Thane Ruthenis 3 Dec 2022 3:20 UTC
4 points
1
I think what is happening is that the shard has a range of upstream inputs, and that the brain does something like TD learning on its thoughts to strengthen & broaden the connections responsible for positive value errors
Interesting, I’ll look into TD learning in more depth later. Anecdotally, though, this doesn’t seem to be quite right. I model shards as consciously-felt urges, and it sure seems to me that I can work towards anticipating and satisfying-in-advance these urges without actually feeling them.
To quote the post you linked:
For example, imagine you’re feeling terribly nauseous. Of course your Steering Subsystem knows that you’re feeling terribly nauseous. And then suppose it sees you thinking a thought that seems to be leading towards eating. In that case, the Steering Subsystem may say: “That’s a terrible thought! Negative reward!”
OK, so you’re feeling nauseous, and you pick up the phone to place your order at the bakery. This thought gets weakly but noticeably flagged by the Thought Assessors as “likely to lead to eating”. Your Steering Subsystem sees that and says “Boo, given my current nausea, that seems like a bad thought.” It will feel a bit aversive. “Yuck, I’m really ordering this huge cake??” you say to yourself.
Logically, you know that come next week, when you actually receive the cake, you won’t feel nauseous anymore, and you’ll be delighted to have the cake. But still, right now, you feel kinda gross and unmotivated to order it.

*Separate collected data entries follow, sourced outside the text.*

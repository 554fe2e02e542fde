//! Durable user records for Atelier
//!
//! This crate owns the on-disk truth: per-user records in a SQLite database
//! with hardened file permissions. It provides:
//! - Registration and credential validation against salted digests
//! - Identity lookup with case-insensitive keys
//! - Shallow record patching, used by session autosave

mod credential;
mod db_path;
mod error;
mod records;

pub use error::StoreError;
pub use records::{CredentialCheck, RecordStore};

Do you order the cake anyway? Sure! Maybe the value function (a.k.a. the “will lead to reward” Thought Assessor) is strong enough to overrule the effects of the “will lead to eating” Thought Assessor. Or maybe you call up a different motivation: you imagine yourself as the kind of person who has good foresight and makes good sensible decisions, and who isn’t stuck in the moment. That’s a different thought in your head, which consequently activates a different set of Thought Assessors, and maybe that gets high value from the Steering Subsystem. Either way, you do in fact call the bakery to place the cake order for next week, despite feeling nauseous right now. What a heroic act!

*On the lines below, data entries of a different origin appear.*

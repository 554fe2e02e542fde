//! Phase gating over journey progress.
//!
//! The journey is split into four phases, each unlocked at a fixed progress
//! floor. Gating is pure arithmetic over [`Progress`]: no stored state, no
//! clock. A phase counts as complete once progress reaches the next phase's
//! floor, so completion and the following unlock always agree.

use serde::{Deserialize, Serialize};

use crate::Progress;

/// One phase of the founder journey.
#[derive(Debug, Clone, Copy, PartialEq, Eq, PartialOrd, Ord, Serialize, Deserialize)]
#[serde(rename_all = "lowercase")]
pub enum Phase {
    Foundation,
    Growth,
    Hero,
    Scaling,
}

impl Phase {
    /// All phases in journey order.
    pub const ALL: [Phase; 4] = [Phase::Foundation, Phase::Growth, Phase::Hero, Phase::Scaling];

    /// Progress floor at which this phase unlocks.
    #[must_use]
    pub const fn threshold(self) -> u8 {
        match self {
            Phase::Foundation => 0,
            Phase::Growth => 25,
            Phase::Hero => 50,
            Phase::Scaling => 75,
        }
    }

    /// Progress at which this phase counts as complete.
    ///
    /// This is the next phase's floor; the final phase completes at 100.
    #[must_use]
    pub const fn completion(self) -> u8 {
        match self.next() {
            Some(next) => next.threshold(),
            None => 100,
        }
    }

    /// The phase after this one, if any.
    #[must_use]
    pub const fn next(self) -> Option<Phase> {
        match self {
            Phase::Foundation => Some(Phase::Growth),
            Phase::Growth => Some(Phase::Hero),
            Phase::Hero => Some(Phase::Scaling),
            Phase::Scaling => None,
        }
    }

    #[must_use]
    pub fn is_unlocked(self, progress: Progress) -> bool {
        progress.value() >= self.threshold()
    }

    #[must_use]
    pub fn is_complete(self, progress: Progress) -> bool {
        progress.value() >= self.completion()
    }

    /// The furthest phase unlocked at `progress`.
    #[must_use]
    pub fn current(progress: Progress) -> Phase {
        let mut current = Phase::Foundation;
        for phase in Phase::ALL {
            if phase.is_unlocked(progress) {
                current = phase;
            }
        }
        current
    }

    #[must_use]
    pub const fn as_str(self) -> &'static str {
        match self {
            Phase::Foundation => "foundation",
            Phase::Growth => "growth",
            Phase::Hero => "hero",
            Phase::Scaling => "scaling",
        }
    }

    #[must_use]
    pub const fn display_name(self) -> &'static str {
        match self {
            Phase::Foundation => "Foundation",
            Phase::Growth => "Growth",
            Phase::Hero => "Hero",
            Phase::Scaling => "Scaling",
        }
    }
}

impl std::fmt::Display for Phase {
    fn fmt(&self, f: &mut std::fmt::Formatter<'_>) -> std::fmt::Result {
        f.write_str(self.as_str())
    }
}

/// Gate evaluation for one phase at a given progress value.
#[derive(Debug, Clone, Copy, PartialEq, Eq, Serialize, Deserialize)]
pub struct PhaseStatus {
    pub phase: Phase,
    pub unlocked: bool,
    pub complete: bool,
}

/// Evaluate every phase gate at `progress`, in journey order.
#[must_use]
pub fn phase_statuses(progress: Progress) -> [PhaseStatus; 4] {
    Phase::ALL.map(|phase| PhaseStatus {
        phase,
        unlocked: phase.is_unlocked(progress),
        complete: phase.is_complete(progress),
    })
}

#[cfg(test)]
mod tests {
    use super::{Phase, phase_statuses};
    use crate::Progress;

    fn at(value: u8) -> Progress {
        Progress::new(value).unwrap()
    }

    #[test]
    fn foundation_is_always_unlocked() {
        assert!(Phase::Foundation.is_unlocked(at(0)));
        assert!(Phase::Foundation.is_unlocked(at(100)));
    }

    #[test]
    fn phases_unlock_exactly_at_their_floor() {
        assert!(!Phase::Growth.is_unlocked(at(24)));
        assert!(Phase::Growth.is_unlocked(at(25)));
        assert!(!Phase::Hero.is_unlocked(at(49)));
        assert!(Phase::Hero.is_unlocked(at(50)));
        assert!(!Phase::Scaling.is_unlocked(at(74)));
        assert!(Phase::Scaling.is_unlocked(at(75)));
    }

    #[test]
    fn completion_matches_the_next_unlock() {
        for phase in Phase::ALL {
            if let Some(next) = phase.next() {
                let boundary = at(next.threshold());
                assert!(phase.is_complete(boundary));
                assert!(next.is_unlocked(boundary));
            }
        }
    }

    #[test]
    fn scaling_completes_only_at_one_hundred() {
        assert!(!Phase::Scaling.is_complete(at(99)));
        assert!(Phase::Scaling.is_complete(at(100)));
    }

    #[test]
    fn current_phase_tracks_progress() {
        assert_eq!(Phase::current(at(0)), Phase::Foundation);
        assert_eq!(Phase::current(at(24)), Phase::Foundation);
        assert_eq!(Phase::current(at(25)), Phase::Growth);
        assert_eq!(Phase::current(at(60)), Phase::Hero);
        assert_eq!(Phase::current(at(100)), Phase::Scaling);
    }

    #[test]
    fn statuses_cover_all_phases_in_order() {
        let statuses = phase_statuses(at(50));
        assert_eq!(statuses.len(), 4);
        assert_eq!(statuses[0].phase, Phase::Foundation);
        assert!(statuses[0].complete);
        assert!(statuses[1].unlocked && statuses[1].complete);
        assert!(statuses[2].unlocked && !statuses[2].complete);
        assert!(!statuses[3].unlocked);
    }

    #[test]
    fn a_full_journey_never_locks_a_phase_back() {
        let mut unlocked_so_far = 0;
        for value in 0..=100 {
            let count = phase_statuses(at(value))
                .iter()
                .filter(|status| status.unlocked)
                .count();
            assert!(count >= unlocked_so_far, "unlock count regressed at {value}");
            unlocked_so_far = count;
        }
    }
}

Emphasis mine. So there’s some meta-ish shard or group of shards that bid on plans based on the agent’s model of its shards’ future activations, without the object-level shards under consideration actually needing to activate. What I’m suggesting is that in sufficiently mature agents, there’s some meta-ish shard or system like this, which is increasingly responsible for all planning taking place.

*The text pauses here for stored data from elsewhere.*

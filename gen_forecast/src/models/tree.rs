//! Histogram regression trees used by the boosting ensemble

use serde::{Deserialize, Serialize};

/// Bin index reserved for missing (NaN) inputs
const MISSING_BIN: u16 = u16::MAX;

/// Splits with a smaller loss reduction are not worth a node
const MIN_GAIN_TO_SPLIT: f64 = 1e-12;

/// Regression tree node
#[derive(Debug, Clone, Serialize, Deserialize)]
pub enum TreeNode {
    /// Leaf node with prediction value
    Leaf { value: f64, n_samples: usize },
    /// Internal node; `x <= threshold` goes left, NaN follows `missing_left`
    Split {
        feature_idx: usize,
        threshold: f64,
        missing_left: bool,
        left: Box<TreeNode>,
        right: Box<TreeNode>,
        n_samples: usize,
    },
}

impl TreeNode {
    /// Route one dense feature vector to its leaf value
    ///
    /// `None` when a split refers to a feature `x` does not have.
    pub fn predict(&self, x: &[f64]) -> Option<f64> {
        let mut node = self;
        loop {
            match node {
                TreeNode::Leaf { value, .. } => return Some(*value),
                TreeNode::Split {
                    feature_idx,
                    threshold,
                    missing_left,
                    left,
                    right,
                    ..
                } => {
                    let value = *x.get(*feature_idx)?;
                    let go_left = if value.is_nan() {
                        *missing_left
                    } else {
                        value <= *threshold
                    };
                    node = if go_left { left.as_ref() } else { right.as_ref() };
                }
            }
        }
    }

    /// Largest feature index referenced by any split
    pub fn max_feature_idx(&self) -> Option<usize> {
        match self {
            TreeNode::Leaf { .. } => None,
            TreeNode::Split {
                feature_idx,
                left,
                right,
                ..
            } => Some(*feature_idx)
                .max(left.max_feature_idx())
                .max(right.max_feature_idx()),
        }
    }
}

/// Per-feature bin edges computed once from the training matrix
#[derive(Debug, Clone)]
pub struct FeatureBinner {
    thresholds: Vec<Vec<f64>>,
}

impl FeatureBinner {
    /// Place at most `max_bins` bins per feature at distinct quantiles
    pub fn fit(matrix: &[Vec<f64>], n_features: usize, max_bins: usize) -> Self {
        let thresholds = (0..n_features)
            .map(|feature| {
                let mut column: Vec<f64> = matrix
                    .iter()
                    .map(|row| row[feature])
                    .filter(|v| !v.is_nan())
                    .collect();
                column.sort_by(|a, b| a.total_cmp(b));
                column.dedup();

                let mut candidates = if column.len() <= max_bins {
                    column
                } else {
                    let last = column.len() - 1;
                    (0..max_bins)
                        .map(|q| column[q * last / (max_bins - 1)])
                        .collect::<Vec<f64>>()
                };
                candidates.dedup();

                candidates
                    .windows(2)
                    .map(|w| (w[0] + w[1]) / 2.0)
                    .collect()
            })
            .collect();

        Self { thresholds }
    }

    fn n_features(&self) -> usize {
        self.thresholds.len()
    }

    fn n_bins(&self, feature: usize) -> usize {
        self.thresholds[feature].len() + 1
    }

    fn bin(&self, feature: usize, value: f64) -> u16 {
        if value.is_nan() {
            return MISSING_BIN;
        }
        self.thresholds[feature].partition_point(|t| *t < value) as u16
    }

    /// Upper edge of `bin`; the last bin is unbounded
    fn threshold(&self, feature: usize, bin: usize) -> f64 {
        self.thresholds[feature].get(bin).copied().unwrap_or(f64::MAX)
    }

    /// Bin every value of the matrix
    pub fn transform(&self, matrix: &[Vec<f64>]) -> BinnedMatrix {
        let n_features = self.n_features();
        let mut bins = Vec::with_capacity(matrix.len() * n_features);
        for row in matrix {
            for (feature, value) in row.iter().enumerate().take(n_features) {
                bins.push(self.bin(feature, *value));
            }
        }
        BinnedMatrix { n_features, bins }
    }
}

/// Row-major matrix of bin indices
#[derive(Debug, Clone)]
pub struct BinnedMatrix {
    n_features: usize,
    bins: Vec<u16>,
}

impl BinnedMatrix {
    fn get(&self, row: usize, feature: usize) -> u16 {
        self.bins[row * self.n_features + feature]
    }
}

/// Growth limits for a single tree
#[derive(Debug, Clone, Copy)]
pub struct TreeParams {
    pub max_depth: usize,
    pub min_samples_leaf: usize,
    pub l2_regularization: f64,
}

#[derive(Debug, Clone, Copy)]
struct SplitCandidate {
    feature: usize,
    bin: usize,
    missing_left: bool,
    gain: f64,
}

/// Grows one least-squares tree on the current residuals
pub struct TreeBuilder<'a> {
    binner: &'a FeatureBinner,
    binned: &'a BinnedMatrix,
    residuals: &'a [f64],
    params: TreeParams,
    importances: Vec<f64>,
}

impl<'a> TreeBuilder<'a> {
    pub fn new(
        binner: &'a FeatureBinner,
        binned: &'a BinnedMatrix,
        residuals: &'a [f64],
        params: TreeParams,
    ) -> Self {
        Self {
            binner,
            binned,
            residuals,
            params,
            importances: vec![0.0; binner.n_features()],
        }
    }

    /// Grow a tree over the rows in `indices`
    pub fn build(&mut self, indices: &[usize]) -> TreeNode {
        self.grow(indices, 0)
    }

    /// Loss reduction credited to each feature while growing
    pub fn importances(&self) -> &[f64] {
        &self.importances
    }

    fn leaf_value(&self, sum: f64, count: usize) -> f64 {
        if count == 0 {
            0.0
        } else {
            sum / (count as f64 + self.params.l2_regularization)
        }
    }

    fn score(&self, sum: f64, count: usize) -> f64 {
        if count == 0 {
            0.0
        } else {
            sum * sum / (count as f64 + self.params.l2_regularization)
        }
    }

    fn grow(&mut self, indices: &[usize], depth: usize) -> TreeNode {
        let n_samples = indices.len();
        let sum: f64 = indices.iter().map(|&i| self.residuals[i]).sum();
        let leaf = TreeNode::Leaf {
            value: self.leaf_value(sum, n_samples),
            n_samples,
        };

        if depth >= self.params.max_depth || n_samples < 2 * self.params.min_samples_leaf {
            return leaf;
        }
        let Some(best) = self.best_split(indices, sum) else {
            return leaf;
        };

        self.importances[best.feature] += best.gain;
        let (left_indices, right_indices): (Vec<usize>, Vec<usize>) =
            indices.iter().partition(|&&i| {
                let bin = self.binned.get(i, best.feature);
                if bin == MISSING_BIN {
                    best.missing_left
                } else {
                    bin as usize <= best.bin
                }
            });

        let left = Box::new(self.grow(&left_indices, depth + 1));
        let right = Box::new(self.grow(&right_indices, depth + 1));

        TreeNode::Split {
            feature_idx: best.feature,
            threshold: self.binner.threshold(best.feature, best.bin),
            missing_left: best.missing_left,
            left,
            right,
            n_samples,
        }
    }

    fn best_split(&self, indices: &[usize], total_sum: f64) -> Option<SplitCandidate> {
        let n_samples = indices.len();
        let parent_score = self.score(total_sum, n_samples);
        let min_leaf = self.params.min_samples_leaf;
        let mut best: Option<SplitCandidate> = None;

        for feature in 0..self.binner.n_features() {
            let n_bins = self.binner.n_bins(feature);
            if n_bins < 2 {
                continue;
            }

            let mut sums = vec![0.0; n_bins];
            let mut counts = vec![0usize; n_bins];
            let mut missing_sum = 0.0;
            let mut missing_count = 0usize;
            for &i in indices {
                let bin = self.binned.get(i, feature);
                if bin == MISSING_BIN {
                    missing_sum += self.residuals[i];
                    missing_count += 1;
                } else {
                    sums[bin as usize] += self.residuals[i];
                    counts[bin as usize] += 1;
                }
            }

            let observed_sum = total_sum - missing_sum;
            let observed_count = n_samples - missing_count;
            let mut left_sum = 0.0;
            let mut left_count = 0usize;

            for bin in 0..n_bins - 1 {
                left_sum += sums[bin];
                left_count += counts[bin];
                let right_sum = observed_sum - left_sum;
                let right_count = observed_count - left_count;

                // Without missing values here, unseen NaNs follow the larger child
                let directions = if missing_count > 0 {
                    [Some(true), Some(false)]
                } else {
                    [Some(left_count >= right_count), None]
                };

                for missing_left in directions.into_iter().flatten() {
                    let (ls, lc, rs, rc) = if missing_left {
                        (left_sum + missing_sum, left_count + missing_count, right_sum, right_count)
                    } else {
                        (left_sum, left_count, right_sum + missing_sum, right_count + missing_count)
                    };
                    if lc < min_leaf || rc < min_leaf {
                        continue;
                    }

                    let gain = self.score(ls, lc) + self.score(rs, rc) - parent_score;
                    if gain > MIN_GAIN_TO_SPLIT && best.map_or(true, |b| gain > b.gain) {
                        best = Some(SplitCandidate {
                            feature,
                            bin,
                            missing_left,
                            gain,
                        });
                    }
                }
            }

            // Observed values on one side, missing values on the other
            if missing_count >= min_leaf && observed_count >= min_leaf {
                let gain = self.score(observed_sum, observed_count)
                    + self.score(missing_sum, missing_count)
                    - parent_score;
                if gain > MIN_GAIN_TO_SPLIT && best.map_or(true, |b| gain > b.gain) {
                    best = Some(SplitCandidate {
                        feature,
                        bin: n_bins - 1,
                        missing_left: false,
                        gain,
                    });
                }
            }
        }

        best
    }
}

Aside from the above objection to thinking of a distinct “planner” entity, I don’t get why it would form that conclusion in the situation you’re describing here. The agent has observed “When I’m in X contexts, I feel an internal tug towards/against Y and I think about how I’m working hard”. (Like “When I’m at school, I feel an internal tug towards staying quiet and I think about how I’m working hard.”) What can/will it conclude from that observation?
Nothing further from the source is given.